ITEM 5.  INDEMNIFICATION OF DIRECTORS AND OFFICERS.

     Section 78.751(1) of the Nevada Revised Statutes ("NRS") authorizes a
Nevada corporation to indemnify any director, officer, employee, or corporate
agent "who was or is a party or is threatened to be made a party to any
threatened, pending or completed action, suit or proceeding, whether civil,
criminal, administrative or investigative, except an action by or in the right
of the corporation" due to his or her corporate role.  Section 78.751(1)
extends this protection "against expenses, including attorneys' fees,
judgments, fines and amounts paid in settlement actually and reasonably
incurred by him or her in connection with the action, suit or proceeding if he
or she acted in good faith and in a manner which he or she reasonably believed
to be in or not opposed to the best interests of the corporation, and, with
respect to any criminal action or proceeding, had no reasonable cause to
believe his or her conduct was unlawful."
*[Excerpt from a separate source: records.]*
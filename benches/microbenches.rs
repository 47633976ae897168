//! Criterion microbenches for labelpack hot paths.
//!
//! Run with: `cargo bench`
//!
//! These benchmarks measure the performance of:
//! - View-space mapping (to_view_rect, from_view_rect)
//! - Media diffing (MediaDiff::between, choose_strategy)
//! - Label queries over a collection (label_index)
//! - PNG encoding of item rasters (encode_png)

use criterion::{criterion_group, criterion_main, Criterion, Throughput};
use std::collections::BTreeSet;
use std::hint::black_box;

use labelpack::geometry::{from_view_rect, to_view_rect, PixelSize, ViewportSize};
use labelpack::model::{Collection, Item, ItemId, Region, RegionBox};
use labelpack::raster::encode_png;
use labelpack::sync::MediaDiff;

const LABELS: [&str; 6] = ["person", "car", "dog", "tree", "sign", "bike"];

/// A batch of region boxes spread over a 1920x1080 image.
fn sample_boxes() -> Vec<RegionBox> {
    (0..512)
        .map(|i| {
            let i = i as f64;
            RegionBox::new(
                80.0 + (i * 37.0) % 1760.0,
                60.0 + (i * 23.0) % 960.0,
                16.0 + (i * 7.0) % 240.0,
                12.0 + (i * 11.0) % 180.0,
            )
        })
        .collect()
}

/// Benchmark image-to-view mapping over a batch of boxes.
fn bench_to_view_rect(c: &mut Criterion) {
    let image = PixelSize::new(1920.0, 1080.0);
    let viewport = ViewportSize::new(800.0, 600.0);
    let boxes = sample_boxes();

    let mut group = c.benchmark_group("view_mapping");
    group.throughput(Throughput::Elements(boxes.len() as u64));

    group.bench_function("to_view_rect", |b| {
        b.iter(|| {
            for bounds in &boxes {
                let rect = to_view_rect(black_box(*bounds), image, viewport).unwrap();
                black_box(rect);
            }
        })
    });

    group.finish();
}

/// Benchmark the view-to-image inverse over the same batch.
fn bench_from_view_rect(c: &mut Criterion) {
    let image = PixelSize::new(1920.0, 1080.0);
    let viewport = ViewportSize::new(800.0, 600.0);
    // Map the batch forward once (outside the timed region)
    let rects: Vec<_> = sample_boxes()
        .iter()
        .map(|bounds| to_view_rect(*bounds, image, viewport).unwrap())
        .collect();

    let mut group = c.benchmark_group("view_mapping");
    group.throughput(Throughput::Elements(rects.len() as u64));

    group.bench_function("from_view_rect", |b| {
        b.iter(|| {
            for rect in &rects {
                let bounds = from_view_rect(black_box(*rect), image, viewport).unwrap();
                black_box(bounds);
            }
        })
    });

    group.finish();
}

/// Benchmark media diffing between two large name sets.
///
/// The sets share most of their names, so the diff exercises the
/// common/removed/added split rather than a degenerate case.
fn bench_media_diff(c: &mut Criterion) {
    let old: BTreeSet<String> = (0..1000).map(|i| format!("{i:04}.png")).collect();
    let new: BTreeSet<String> = (100..1100).map(|i| format!("{i:04}.png")).collect();

    let mut group = c.benchmark_group("media_diff");
    group.throughput(Throughput::Elements(old.len() as u64));

    group.bench_function("between", |b| {
        b.iter(|| {
            let diff = MediaDiff::between(black_box(&old), black_box(&new));
            black_box(diff.choose_strategy())
        })
    });

    group.finish();
}

/// Benchmark label lookup across a collection.
fn bench_label_index(c: &mut Criterion) {
    // Build the collection once (outside the timed region)
    let items: Vec<_> = (0..200)
        .map(|i| {
            let image = image::RgbaImage::new(4, 4);
            let regions = (0..4)
                .map(|j| {
                    let label = LABELS[(i + j) % LABELS.len()];
                    Region::new(label, RegionBox::new(2.0, 2.0, 1.0, 1.0))
                })
                .collect();
            Item::with_id(ItemId::new(), image, regions)
        })
        .collect();
    let collection = Collection::from_items(items);

    let mut group = c.benchmark_group("label_query");
    group.throughput(Throughput::Elements(collection.region_count() as u64));

    group.bench_function("label_index", |b| {
        b.iter(|| {
            let hits = collection.label_index(black_box("person"));
            black_box(hits)
        })
    });

    group.finish();
}

/// Benchmark PNG encoding of a single item raster.
fn bench_encode_png(c: &mut Criterion) {
    let id = ItemId::new();
    let image = image::RgbaImage::from_fn(256, 256, |x, y| {
        image::Rgba([(x % 251) as u8, (y % 251) as u8, ((x + y) % 251) as u8, 255])
    });

    let mut group = c.benchmark_group("raster");
    group.throughput(Throughput::Bytes(image.as_raw().len() as u64));

    group.bench_function("encode_png", |b| {
        b.iter(|| {
            let bytes = encode_png(id, black_box(&image)).unwrap();
            black_box(bytes)
        })
    });

    group.finish();
}

criterion_group!(
    benches,
    bench_to_view_rect,
    bench_from_view_rect,
    bench_media_diff,
    bench_label_index,
    bench_encode_png,
);
criterion_main!(benches);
     Section 78.751(2) of the NRS also authorizes indemnification of
the reasonable defense or settlement expenses of a corporate director,
officer, employee or agent who is sued, or is threatened with a suit, by or
in the right of the corporation.  The party must have been acting in good
faith and with the reasonable belief that his or her actions were not opposed
to the corporation's best interests.  Unless the court rules that the party is
reasonably entitled to indemnification, the party seeking indemnification
must not have been found liable to the corporation.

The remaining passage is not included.